TGF-beta 1 is a potent inducer of human effector T cells.

Abstract

TGF-beta 1 is known to modulate lymphocyte activation affecting cell proliferation and the production of cytokines and Igs. Little is known about the characteristics of T cells grown in the presence of TGF-beta 1. We have stimulated human T cells with PHA in the presence of TGF-beta 1 under serum-free conditions for 7 days and characterized the resulting cell population. TGF-beta 1 (0.0032 to 10 ng/ml) affected neither [3H]thymidine incorporation (day 4) nor cell yield (day 7) in these cultures.
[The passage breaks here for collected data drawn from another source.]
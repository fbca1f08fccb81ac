//! Session controller.
//!
//! One explicit state object owns every mutable piece of the storefront -
//! selection, cart, wishlist, history, checkout - and the rendering layer
//! goes through its operations instead of ambient globals. This is also
//! what makes the whole system unit-testable without a rendering
//! environment.

use plainwear_core::{OrderId, Price, Product, ProductId};

use crate::cart::{Cart, CartLine};
use crate::catalog::Catalog;
use crate::checkout::{
    CheckoutError, CheckoutFlow, CheckoutStep, FormField, SettlementGateway,
};
use crate::history::ViewingHistory;
use crate::selection::{CategoryFilter, Selection, SortOrder};
use crate::wishlist::Wishlist;

/// A single shopper's in-memory session over a static catalog.
#[derive(Debug, Clone)]
pub struct StorefrontSession {
    catalog: Catalog,
    selection: Selection,
    cart: Cart,
    wishlist: Wishlist,
    history: ViewingHistory,
    checkout: CheckoutFlow,
}

impl StorefrontSession {
    /// Start a session over the given catalog.
    #[must_use]
    pub fn new(catalog: Catalog) -> Self {
        Self {
            catalog,
            selection: Selection::new(),
            cart: Cart::new(),
            wishlist: Wishlist::new(),
            history: ViewingHistory::new(),
            checkout: CheckoutFlow::new(),
        }
    }

    /// Start a session over the built-in demo catalog.
    #[must_use]
    pub fn with_fixture_catalog() -> Self {
        Self::new(Catalog::fixture())
    }

    // =========================================================================
    // Reads
    // =========================================================================

    /// The static catalog.
    #[must_use]
    pub const fn catalog(&self) -> &Catalog {
        &self.catalog
    }

    /// Catalog filtered and sorted by the current selection.
    #[must_use]
    pub fn visible_items(&self) -> Vec<&Product> {
        self.selection.visible_items(&self.catalog)
    }

    /// Current cart lines in insertion order.
    #[must_use]
    pub fn cart_lines(&self) -> &[CartLine] {
        self.cart.lines()
    }

    /// Current cart total.
    #[must_use]
    pub fn cart_total(&self) -> Price {
        self.cart.total()
    }

    /// Wishlist membership test.
    #[must_use]
    pub fn is_wishlisted(&self, product_id: &ProductId) -> bool {
        self.wishlist.contains(product_id)
    }

    /// Recently viewed product IDs, most recent first, at most four.
    #[must_use]
    pub fn recently_viewed(&self) -> &[ProductId] {
        self.history.items()
    }

    /// Current checkout step, or `None` when checkout is closed.
    #[must_use]
    pub const fn checkout_step(&self) -> Option<CheckoutStep> {
        self.checkout.step()
    }

    /// Read one checkout form field.
    #[must_use]
    pub fn form_value(&self, field: FormField) -> &str {
        self.checkout.form().get(field)
    }

    /// True while a settlement is in flight.
    #[must_use]
    pub const fn is_processing(&self) -> bool {
        self.checkout.is_processing()
    }

    /// ID of the placed order, present from Confirmation until the reset.
    #[must_use]
    pub const fn order_id(&self) -> Option<OrderId> {
        self.checkout.order_id()
    }

    // =========================================================================
    // Writes
    // =========================================================================

    /// Restrict visible products to a category, or show all.
    pub fn set_filter(&mut self, filter: CategoryFilter) {
        self.selection.set_filter(filter);
    }

    /// Change the sort order of visible products.
    pub fn set_sort(&mut self, sort: SortOrder) {
        self.selection.set_sort(sort);
    }

    /// Add a catalog product to the cart. Returns `false` for an unknown ID.
    pub fn add_to_cart(&mut self, product_id: &ProductId) -> bool {
        match self.catalog.get(product_id) {
            Some(product) => {
                self.cart.add(product);
                true
            }
            None => false,
        }
    }

    /// Remove the first matching cart line; silent no-op when absent.
    /// Works mid-checkout too - the total recomputes immediately and the
    /// flow stays open.
    pub fn remove_from_cart(&mut self, product_id: &ProductId) -> bool {
        self.cart.remove(product_id)
    }

    /// Toggle wishlist membership; returns the new state.
    pub fn toggle_wishlist(&mut self, product_id: ProductId) -> bool {
        self.wishlist.toggle(product_id)
    }

    /// Open a product detail view: records the view in history and hands
    /// back the product. An unknown ID returns `None` and records nothing.
    pub fn view_product(&mut self, product_id: &ProductId) -> Option<&Product> {
        let product = self.catalog.get(product_id)?;
        self.history.record(product);
        self.catalog.get(product_id)
    }

    // =========================================================================
    // Checkout
    // =========================================================================

    /// Open checkout over the current cart.
    ///
    /// # Errors
    ///
    /// [`CheckoutError::EmptyCart`] if the cart has no lines.
    pub fn open_checkout(&mut self) -> Result<(), CheckoutError> {
        self.checkout.open(&self.cart)
    }

    /// Write one checkout form field.
    pub fn set_form_field(&mut self, field: FormField, value: impl Into<String>) {
        self.checkout.set_field(field, value);
    }

    /// Submit shipping details; advances Details -> Payment.
    ///
    /// # Errors
    ///
    /// See [`CheckoutFlow::submit_details`].
    pub fn submit_details(&mut self) -> Result<(), CheckoutError> {
        self.checkout.submit_details()
    }

    /// Submit payment details and settle through the gateway; advances
    /// Payment -> Confirmation on approval.
    ///
    /// # Errors
    ///
    /// See [`CheckoutFlow::submit_payment`].
    pub async fn submit_payment<G: SettlementGateway>(
        &mut self,
        gateway: &G,
    ) -> Result<OrderId, CheckoutError> {
        self.checkout.submit_payment(&self.cart, gateway).await
    }

    /// Back navigation, Payment -> Details.
    ///
    /// # Errors
    ///
    /// See [`CheckoutFlow::back_to_details`].
    pub fn back_to_details(&mut self) -> Result<(), CheckoutError> {
        self.checkout.back_to_details()
    }

    /// Abandon checkout from Details; cart and form are kept.
    ///
    /// # Errors
    ///
    /// See [`CheckoutFlow::close`].
    pub fn close_checkout(&mut self) -> Result<(), CheckoutError> {
        self.checkout.close()
    }

    /// Finish from Confirmation: empties the cart, blanks the form, and
    /// closes checkout. The wishlist and viewing history survive.
    ///
    /// # Errors
    ///
    /// See [`CheckoutFlow::continue_shopping`].
    pub fn continue_shopping(&mut self) -> Result<(), CheckoutError> {
        self.checkout.continue_shopping(&mut self.cart)
    }
}
//! Filter and sort projections over the catalog.
//!
//! A pure view: `visible_items` recomputes from the static catalog and the
//! current filter/sort on every call, with no side effects.

use plainwear_core::{Category, Product};

use crate::catalog::Catalog;

/// Which categories are visible.
#[derive(Debug, Clone, Copy, PartialEq, Eq, Default)]
pub enum CategoryFilter {
    /// Show every product.
    #[default]
    All,
    /// Show only one category.
    Only(Category),
}

impl CategoryFilter {
    fn matches(self, product: &Product) -> bool {
        match self {
            Self::All => true,
            Self::Only(category) => product.category == category,
        }
    }
}

/// How visible products are ordered.
#[derive(Debug, Clone, Copy, PartialEq, Eq, Default)]
pub enum SortOrder {
    /// Cheapest first.
    #[default]
    PriceAscending,
    /// Best-rated first.
    RatingDescending,
}

/// Current filter and sort state.
#[derive(Debug, Clone, Copy, Default)]
pub struct Selection {
    filter: CategoryFilter,
    sort: SortOrder,
}

impl Selection {
    /// Create a selection with the defaults: all categories, price ascending.
    #[must_use]
    pub fn new() -> Self {
        Self::default()
    }

    /// Restrict visible products to a category, or show all.
    pub fn set_filter(&mut self, filter: CategoryFilter) {
        tracing::debug!(?filter, "Selection filter changed");
        self.filter = filter;
    }

    /// Change the sort order.
    pub fn set_sort(&mut self, sort: SortOrder) {
        tracing::debug!(?sort, "Selection sort changed");
        self.sort = sort;
    }

    /// The current filter.
    #[must_use]
    pub const fn filter(&self) -> CategoryFilter {
        self.filter
    }

    /// The current sort order.
    #[must_use]
    pub const fn sort(&self) -> SortOrder {
        self.sort
    }

    /// The catalog filtered then sorted.
    ///
    /// The sort is stable, so products with equal keys keep catalog order.
    #[must_use]
    pub fn visible_items<'a>(&self, catalog: &'a Catalog) -> Vec<&'a Product> {
        let mut items: Vec<&Product> = catalog
            .products()
            .iter()
            .filter(|p| self.filter.matches(p))
            .collect();

        match self.sort {
            SortOrder::PriceAscending => items.sort_by_key(|p| p.price),
            SortOrder::RatingDescending => {
                items.sort_by(|a, b| b.rating.cmp(&a.rating));
            }
        }

        items
    }
}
However, cells activated in the presence of TGF-beta 1 proliferated vigorously in secondary cultures and produced highly elevated amounts of IL-2 (12 +/- 3-fold enhancement of IL-2 production in response to CD2 plus CD28 stimulation compared with control cells, mean +/- SEM; n = 10). The enhancing effects of TGF-beta 1 were demonstrable over a wide range of concentrations (0.4 to 10 ng/ml). The increased IL-2 protein production was paralleled by a dramatic up-regulation of IL-2 mRNA. In addition, cells precultured with TGF-beta 1 responded with enhanced cluster formation in the secondary cultures. With regard to their phenotype, we observed an increased expression of the alpha E beta 7-integrin human mucosal lymphocyte-1 and of the CD2-restricted epitope CD2R, whereas the expression of CD11a was slightly decreased. In contrast, TGF-beta 1 did not influence the constitutive or activation-induced expression of CD4, CD8, CD45RA, CD45RO, CD25, CD71, CD54, CD58, CD59, and B7. We conclude that TGF-beta 1 supports the generation of human effector cells with a strongly enhanced capacity to respond to subsequent restimulation.